Utilization clamping can affect both b) and c) estimations. A CPU is
expected to run:
 - on an higher than required frequency, but for a shorter time, in case
   its estimated utilization will be smaller then the minimum utilization
   enforced by uclamp
 - on a smaller than required frequency, but for a longer time, in case
   its estimated utilization is bigger then the maximum utilization
   enforced by uclamp

While effects on busy time for both boosted/capped tasks are already
considered by compute_energy(), clamping effects on frequency selection
are currently ignored by that function.

Fix it by considering how CPU clamp values will be affected by a
task waking up and being RUNNABLE on that CPU.
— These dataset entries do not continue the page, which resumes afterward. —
//! Universal hashing over Mersenne prime fields.
//!
//! - [`mersenne`]: division-free reduction modulo `2^e - 1`
//! - [`universal`]: the hash functions `((m * x + n) mod p) mod 2^b`
//! - [`family`]: random sampling of `(m, n)` for a key width
//! - [`collision_search`]: repeated sampling until a function is injective on a key set
//!
//! # Examples
//!
//! ```rust
//! use mersenne_hash::cs::hashing::{find_collision_free_hash_with_rng, UniversalHashFamily};
//! use rand::{rngs::StdRng, SeedableRng};
//!
//! let family = UniversalHashFamily::new(8, 3).unwrap();
//! let hash = family.seeded_sample(42);
//! assert!(hash.hash(200) < 8);
//!
//! let keys: [u64; 3] = [1, 2, 3];
//! let found = find_collision_free_hash_with_rng(8, 3, &keys, 100, StdRng::seed_from_u64(0))
//!     .unwrap()
//!     .next();
//! assert!(found.is_some());
//! ```

pub mod collision_search;
pub mod family;
pub mod mersenne;
pub mod universal;

pub use collision_search::{
    count_collisions, find_collision_free_hash, find_collision_free_hash_with_rng,
    CollisionFreeHash, CollisionSearch,
};
pub use family::UniversalHashFamily;
pub use mersenne::{reduce, MersennePrime};
pub use universal::{evaluate, DomainWidth, UniversalHash};
use std::path::Path;
use std::path::PathBuf;
use std::process;

use clap::Parser;
use owo_colors::OwoColorize;
use syllabus_cli::BuildFormat;
use syllabus_cli::Commands;
use syllabus_cli::OutputFormat;
use syllabus_cli::SyllabusCli;
use syllabus_core::AnyEmptyResult;
use syllabus_core::AnyResult;
use syllabus_core::CoursePlan;
use syllabus_core::Inclusion;
use syllabus_core::PlanOptions;
use syllabus_core::project::BUILD_DIRECTORY;
use syllabus_core::project::PLAN_FILE;
use syllabus_core::project::plan_course;
use syllabus_core::project::save_state;
use syllabus_core::project::unused_sources;
use syllabus_core::project::write_plan;
use tracing_subscriber::EnvFilter;

static USE_COLOR: std::sync::atomic::AtomicBool = std::sync::atomic::AtomicBool::new(true);

fn color_enabled() -> bool {
	USE_COLOR.load(std::sync::atomic::Ordering::Relaxed)
}

/// Apply ANSI color codes only when color is enabled.
macro_rules! colored {
	($text:expr,red) => {
		if color_enabled() {
			format!("{}", $text.red())
		} else {
			format!("{}", $text)
		}
	};
	($text:expr,green) => {
		if color_enabled() {
			format!("{}", $text.green())
		} else {
			format!("{}", $text)
		}
	};
	($text:expr,yellow) => {
		if color_enabled() {
			format!("{}", $text.yellow())
		} else {
			format!("{}", $text)
		}
	};
	($text:expr,bold) => {
		if color_enabled() {
			format!("{}", $text.bold())
		} else {
			format!("{}", $text)
		}
	};
}

fn main() {
	let args = SyllabusCli::parse();

	// Respect NO_COLOR env var and --no-color flag.
	let use_color = !args.no_color && std::env::var_os("NO_COLOR").is_none();
	if !use_color {
		USE_COLOR.store(false, std::sync::atomic::Ordering::Relaxed);
	}

	miette::set_hook(Box::new(move |_| {
		Box::new(
			miette::MietteHandlerOpts::new()
				.color(use_color)
				.unicode(use_color)
				.build(),
		)
	}))
	.ok();
	init_tracing(args.verbose, use_color);

	let result = match &args.command {
		Some(Commands::Tags { course }) => run_tags(&args, course.as_deref()),
		Some(Commands::Plan { course, format }) => run_plan(&args, course.as_deref(), *format),
		Some(Commands::Check { course, strict }) => run_check(&args, course.as_deref(), *strict),
		Some(Commands::Build {
			course,
			format,
			output,
			dry_run,
		}) => run_build(&args, course.as_deref(), *format, output.as_deref(), *dry_run),
		None => {
			eprintln!("No subcommand specified. Run `syllabus --help` for usage.");
			process::exit(1);
		}
	};

	if let Err(e) = result {
		match e.downcast::<syllabus_core::SyllabusError>() {
			Ok(syllabus_err) => {
				let report: miette::Report = (*syllabus_err).into();
				eprintln!("{report:?}");
			}
			Err(e) => {
				eprintln!("{} {e}", colored!("error:", red));
			}
		}
		process::exit(2);
	}
}

/// Log to stderr. `SYLLABUS_LOG` takes an `EnvFilter` directive and
/// defaults to `warn`; `--verbose` switches to `debug`.
fn init_tracing(verbose: bool, use_color: bool) {
	let filter = if verbose {
		EnvFilter::new("debug")
	} else {
		EnvFilter::try_from_env("SYLLABUS_LOG").unwrap_or_else(|_| EnvFilter::new("warn"))
	};

	let _ = tracing_subscriber::fmt()
		.with_env_filter(filter)
		.with_writer(std::io::stderr)
		.with_ansi(use_color)
		.with_target(false)
		.try_init();
}

fn resolve_root(args: &SyllabusCli) -> PathBuf {
	args.path
		.clone()
		.unwrap_or_else(|| std::env::current_dir().unwrap_or_else(|_| PathBuf::from(".")))
}

fn plan(args: &SyllabusCli, course: Option<&Path>) -> AnyResult<CoursePlan> {
	let options = PlanOptions {
		course: course.map(Path::to_path_buf),
		..PlanOptions::default()
	};

	Ok(plan_course(&resolve_root(args), &options)?)
}

fn print_section(title: &str) {
	println!();
	println!("{}", colored!(title, bold));
}

fn print_field(label: &str, value: impl std::fmt::Display) {
	println!("{label:<28} {value}");
}

fn run_tags(args: &SyllabusCli, course: Option<&Path>) -> AnyEmptyResult {
	let plan = plan(args, course)?;
	for tag in &plan.tags {
		println!("{tag}");
	}

	Ok(())
}

fn run_plan(args: &SyllabusCli, course: Option<&Path>, format: OutputFormat) -> AnyEmptyResult {
	let plan = plan(args, course)?;

	if let OutputFormat::Json = format {
		println!("{}", serde_json::to_string_pretty(&plan)?);
		return Ok(());
	}

	println!("{}", colored!(plan.title, bold));
	print_field("Course", plan.course.display());
	print_field("Tags", plan.tags.len());
	print_field("Buildable documents", plan.documents.len());
	print_field("Unused documents", plan.unused.len());

	print_section("Tags");
	for tag in &plan.tags {
		println!("  {tag}");
	}

	print_section("Documents");
	for document in &plan.documents {
		let inclusion = match document.inclusion {
			Inclusion::Selected => colored!("selected", green),
			Inclusion::Required => "required".to_string(),
			Inclusion::Mentioned => colored!("mentioned", yellow),
		};
		match &document.unit_type {
			Some(unit_type) => println!("  {:<32} {inclusion} ({unit_type})", document.id),
			None => println!("  {:<32} {inclusion}", document.id),
		}
	}

	if !plan.unused.is_empty() {
		print_section("Unused");
		for document in &plan.unused {
			println!("  {document}");
		}
	}

	if !plan.reinstated.is_empty() {
		print_section("Reinstated");
		for document in &plan.reinstated {
			println!("  {document}");
		}
	}

	print_section("Outdated");
	print_field("  added", plan.outdated.added.len());
	print_field("  changed", plan.outdated.changed.len());
	print_field("  removed", plan.outdated.removed.len());

	if plan.has_warnings() {
		print_section("Warnings");
		print_diagnostics(&plan);
	}

	Ok(())
}

fn run_check(args: &SyllabusCli, course: Option<&Path>, strict: bool) -> AnyEmptyResult {
	let plan = plan(args, course)?;

	if !plan.has_warnings() {
		println!(
			"{} {} buildable document(s), {} unused, no warnings.",
			colored!("Check passed:", green),
			plan.documents.len(),
			plan.unused.len()
		);
		return Ok(());
	}

	print_diagnostics(&plan);
	println!();
	println!(
		"{} warning(s) in {} buildable document(s).",
		plan.diagnostics.len(),
		plan.documents.len()
	);

	if strict {
		process::exit(1);
	}

	Ok(())
}

fn print_diagnostics(plan: &CoursePlan) {
	for diagnostic in &plan.diagnostics {
		println!(
			"{} [{}] {}",
			colored!("warning:", yellow),
			diagnostic.document,
			diagnostic.message()
		);
	}
}

/// The renderer invocation for `plan`: `make <target> BUILD_DIR=<output>
/// SYLLABUS_PLAN=<plan file> SPHINX_OPTS=<tags and excludes>`.
fn make_arguments(plan: &CoursePlan, format: BuildFormat, output: &Path) -> Vec<String> {
	let mut options = plan
		.tags
		.iter()
		.map(|tag| format!("-t {tag}"))
		.collect::<Vec<_>>();

	let unused = unused_sources(plan);
	if !unused.is_empty() {
		let mut patterns = vec![output.display().to_string()];
		patterns.extend(unused);
		options.push(format!("-D exclude_patterns={}", patterns.join(",")));
	}

	vec![
		format.target().to_string(),
		format!("BUILD_DIR={}", output.display()),
		format!("SYLLABUS_PLAN={PLAN_FILE}"),
		format!("SPHINX_OPTS={}", options.join(" ")),
	]
}

fn run_build(
	args: &SyllabusCli,
	course: Option<&Path>,
	format: BuildFormat,
	output: Option<&Path>,
	dry_run: bool,
) -> AnyEmptyResult {
	let root = resolve_root(args);
	let plan = plan(args, course)?;
	let output = output.map_or_else(|| PathBuf::from(BUILD_DIRECTORY), Path::to_path_buf);
	let arguments = make_arguments(&plan, format, &output);

	if dry_run {
		let quoted = arguments
			.iter()
			.map(|argument| match argument.split_once('=') {
				Some((name, value)) if value.contains(' ') => format!("{name}=\"{value}\""),
				_ => argument.clone(),
			})
			.collect::<Vec<_>>()
			.join(" ");
		println!("make {quoted}");
		return Ok(());
	}

	write_plan(&root, &plan)?;

	tracing::debug!(?arguments, "running renderer");
	let status = process::Command::new("make")
		.args(&arguments)
		.current_dir(&root)
		.status()?;

	if !status.success() {
		return Err(format!("renderer failed with {status}").into());
	}

	// Only a completed build moves the unused set forward.
	save_state(&root, &plan);
	println!(
		"{} {} document(s) built into {}",
		colored!("Built", green),
		plan.documents.len(),
		output.display()
	);

	Ok(())
}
Do that by refactoring schedutil_freq_util() to take an additional
task_struct* which allows EAS to evaluate the impact on clamp values of
a task being eventually queued in a CPU. Clamp values are applied to the
RT+CFS utilization only when a FREQUENCY_UTIL is required by
compute_energy().

Do note that switching from ENERGY_UTIL to FREQUENCY_UTIL in the
computation of cpu_util signal implies that we are more likely to
estimate the higherst OPP when a RT task is running in another CPU of
the same performance domain. This can have an impact on energy
estimation but:
 - it's not easy to say which approach is better, since it quite likely
   depends on the use case
 - the original approach could still be obtained by setting a smaller
   task-specific util_min whenever required

Since we are at that:
 - rename schedutil_freq_util() into schedutil_cpu_util(),
   since it's not only used for frequency selection.
 - use "unsigned int" instead of "unsigned long" whenever the tracked
   utilization value is not expected to overflow 32bit.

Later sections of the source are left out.